The Center Releases New Report on Sexual and Reproductive Rights in Nigerian Conflict Zones
Since 2018, the Center for Reproductive Rights and its partners at the Legal Defence and Assistance Project (LEDAP) have studied and documented the effects of the Boko Haram conflict on the sexual and reproductive health and rights of women (SRHR) in Northeast Nigeria. The Center’s new report, entitled “The Conflict in Northeast Nigeria’s Impact on the Sexual and Reproductive Rights of Women and Girls,” highlights key findings from its extensive work in the Nigerian states of Borno, Adamawa, Yobe, and Abuja.
This report calls upon the Nigerian government to take immediate measures to comply with its international and regional human rights obligations. A critical first step is providing access to maternal health care services, abortion, and other reproductive health services for women and girls living in conflict zones.
Through fieldwork, documentation, and more than 150 on-the-ground interviews, representatives from the Center and LEDAP found that women and girls affected by conflict are particularly vulnerable to sexual and gender-based violence, including rape, sexually transmitted infections, sex trafficking, forced marriage, and forced and unintended pregnancy. They are also at greater risk of other SRHR violations, including mistreatment while seeking maternity care in health facilities and maternal deaths.
These violations are particularly common in Internally Displaced Persons Camps (IDP Camps), where more than 2 million people have been forced to live since Boko Haram first invaded Nigeria in 2009. A pervasive lack of accountability in the Nigerian government, as well as by national and international actors coordinating the humanitarian response, has led to systemic violations of sexual and reproductive health and rights. Creating mechanisms to monitor, investigate, and punish SRHR violations enables both the Nigerian government and international bodies to hold perpetrators accountable.
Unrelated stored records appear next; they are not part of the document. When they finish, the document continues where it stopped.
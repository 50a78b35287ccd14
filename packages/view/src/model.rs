//! Memoized derivation of everything the map and summary panel render.
//!
//! The derived view is a pure function of the fetched events and the filter
//! criteria. [`ViewModel`] caches the last result keyed on the fetcher's
//! data generation and the threshold, so repeated renders with unchanged
//! inputs reuse the same [`DerivedView`].

use std::sync::Arc;

use quake_map_quake_models::{
    BoundingBox, EarthquakeEvent, FilterCriteria, MarkerVisual, SummaryStats,
};
use serde::Serialize;

use crate::ViewConfig;
use crate::bounds::compute_bounds;
use crate::cluster::{ClusterGrouper, ClusterItem};
use crate::filter::{EventCollection, apply_filter, compute_stats_with};
use crate::frame::{FrameTracker, ResetToken, ViewFrame};
use crate::icons::IconCache;

/// Filtered events with their statistics and extent.
#[derive(Debug, Clone, PartialEq, Serialize)]
#[serde(rename_all = "camelCase")]
pub struct DerivedView {
    pub collection: EventCollection,
    pub stats: SummaryStats,
    pub bounds: Option<BoundingBox>,
}

impl DerivedView {
    /// Derives a view without caching.
    #[must_use]
    pub fn compute(
        events: &[EarthquakeEvent],
        criteria: FilterCriteria,
        config: &ViewConfig,
    ) -> Self {
        let collection = apply_filter(events, criteria);
        let stats = compute_stats_with(&collection, config.averaging);
        let bounds = compute_bounds(&collection);
        Self {
            collection,
            stats,
            bounds,
        }
    }

    #[must_use]
    pub fn is_empty(&self) -> bool {
        self.collection.is_empty()
    }
}

#[derive(Debug, Clone, Copy, PartialEq, Eq)]
struct DeriveKey {
    generation: u64,
    min_magnitude_bits: u64,
}

/// Owns the rendering context: config, icon cache, clustering, framing, and
/// the memoized derived view.
#[derive(Debug)]
pub struct ViewModel {
    config: ViewConfig,
    icons: IconCache,
    grouper: ClusterGrouper,
    frames: FrameTracker,
    cached: Option<(DeriveKey, Arc<DerivedView>)>,
}

impl Default for ViewModel {
    fn default() -> Self {
        Self::new(ViewConfig::default())
    }
}

impl ViewModel {
    #[must_use]
    pub fn new(config: ViewConfig) -> Self {
        Self {
            grouper: ClusterGrouper::from_config(&config),
            config,
            icons: IconCache::new(),
            frames: FrameTracker::new(),
            cached: None,
        }
    }

    #[must_use]
    pub const fn config(&self) -> &ViewConfig {
        &self.config
    }

    #[must_use]
    pub const fn icons(&self) -> &IconCache {
        &self.icons
    }

    /// Returns the derived view for `events` at data `generation`.
    ///
    /// Recomputes only when `generation` or the threshold differs from the
    /// previous call. Callers must bump `generation` whenever `events`
    /// changes.
    pub fn derive(
        &mut self,
        generation: u64,
        events: &[EarthquakeEvent],
        criteria: FilterCriteria,
    ) -> Arc<DerivedView> {
        let key = DeriveKey {
            generation,
            min_magnitude_bits: criteria.min_magnitude().to_bits(),
        };

        if let Some((cached_key, view)) = &self.cached
            && *cached_key == key
        {
            return Arc::clone(view);
        }

        let view = Arc::new(DerivedView::compute(events, criteria, &self.config));
        log::debug!(
            "Derived view for generation {generation} at M{}+: {} of {} events",
            criteria.min_magnitude(),
            view.stats.count,
            events.len()
        );
        self.cached = Some((key, Arc::clone(&view)));
        view
    }

    /// One visual per event in `view`, in collection order.
    #[must_use]
    pub fn marker_visuals(&self, view: &DerivedView) -> Vec<Arc<MarkerVisual>> {
        view.collection
            .iter()
            .map(|e| self.icons.resolve(e.magnitude))
            .collect()
    }

    /// Groups the events of `view` at `zoom`. Member indices refer to
    /// `view.collection`.
    #[must_use]
    pub fn clusters(&self, view: &DerivedView, zoom: u8) -> Vec<ClusterItem> {
        self.grouper.group(&view.collection, zoom)
    }

    /// Splits `item` one zoom level deeper.
    #[must_use]
    pub fn expand(&self, view: &DerivedView, item: &ClusterItem, zoom: u8) -> Vec<ClusterItem> {
        self.grouper.expand(&view.collection, item, zoom)
    }

    /// Returns the camera frame to apply, or `None` to leave the user's
    /// current view alone.
    pub fn frame(&mut self, view: &DerivedView, reset: ResetToken) -> Option<ViewFrame> {
        self.frames.update(view.bounds, reset, &self.config)
    }
}
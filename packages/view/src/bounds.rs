//! Bounding box of a set of coordinates.

use geo::{BoundingRect, MultiPoint, Point};
use quake_map_quake_models::{BoundingBox, EarthquakeEvent};

/// Anything with a latitude/longitude position.
pub trait Located {
    fn lat(&self) -> f64;
    fn lon(&self) -> f64;
}

impl Located for EarthquakeEvent {
    fn lat(&self) -> f64 {
        self.lat
    }

    fn lon(&self) -> f64 {
        self.lon
    }
}

/// `(lat, lon)` pairs.
impl Located for (f64, f64) {
    fn lat(&self) -> f64 {
        self.0
    }

    fn lon(&self) -> f64 {
        self.1
    }
}

/// Computes the minimal box enclosing `points`.
///
/// Returns `None` for an empty input, meaning there is nothing to fit and
/// the caller should fall back to the world view. Latitude and longitude
/// are reduced independently, so the result does not depend on input
/// order. Sets straddling the anti-meridian are not special-cased.
#[must_use]
pub fn compute_bounds<'a, P, I>(points: I) -> Option<BoundingBox>
where
    P: Located + 'a,
    I: IntoIterator<Item = &'a P>,
{
    let multi: MultiPoint<f64> = points
        .into_iter()
        .map(|p| Point::new(p.lon(), p.lat()))
        .collect();

    multi.bounding_rect().map(|rect| {
        BoundingBox::new(rect.min().y, rect.min().x, rect.max().y, rect.max().x)
    })
}

#[cfg(test)]
mod tests {
    use super::*;

    #[test]
    fn empty_input_has_no_bounds() {
        let points: Vec<(f64, f64)> = Vec::new();
        assert_eq!(compute_bounds(&points), None);
    }

    #[test]
    fn single_point_is_degenerate_box() {
        let points = vec![(12.5, -71.25)];
        assert_eq!(
            compute_bounds(&points),
            Some(BoundingBox::from_point(12.5, -71.25))
        );
    }

    #[test]
    fn reduces_lat_and_lon_independently() {
        let points = vec![(10.0, 20.0), (-5.0, 30.0)];
        assert_eq!(
            compute_bounds(&points),
            Some(BoundingBox {
                min_lat: -5.0,
                min_lon: 20.0,
                max_lat: 10.0,
                max_lon: 30.0,
            })
        );
    }

    #[test]
    fn result_is_order_independent() {
        let mut points = vec![(1.0, 2.0), (-3.0, 40.0), (60.0, -170.0), (5.0, 5.0)];
        let forward = compute_bounds(&points);
        points.reverse();
        assert_eq!(compute_bounds(&points), forward);
    }

    #[test]
    fn anti_meridian_sets_span_the_globe() {
        let points = vec![(51.0, 179.5), (52.0, -179.5)];
        let bounds = compute_bounds(&points).unwrap();
        assert!(bounds.longitude_span() > 180.0);
    }
}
In addition to the Nigerian government, the report’s audience includes the United Nations and the African Union, donor countries, humanitarian service providers, and civil society organizations. As the report emphasizes, cross-sector collaboration among these groups is critical to ensuring the health, safety, and well-being of Nigerian women and girls affected by conflict. Which, as Onyema Afulukwe, Senior Counsel for Africa for the global legal program with the Center for Reproductive Rights, explained, is the ultimate goal.
“This report is the culmination of many years of work in Nigeria,” Afulukwe said. “After talking with hundreds of women, we hope that the findings highlight the need for women and girls impacted by conflict-related violence and sexual and reproductive rights violations to access the comprehensive medical and support services they need.”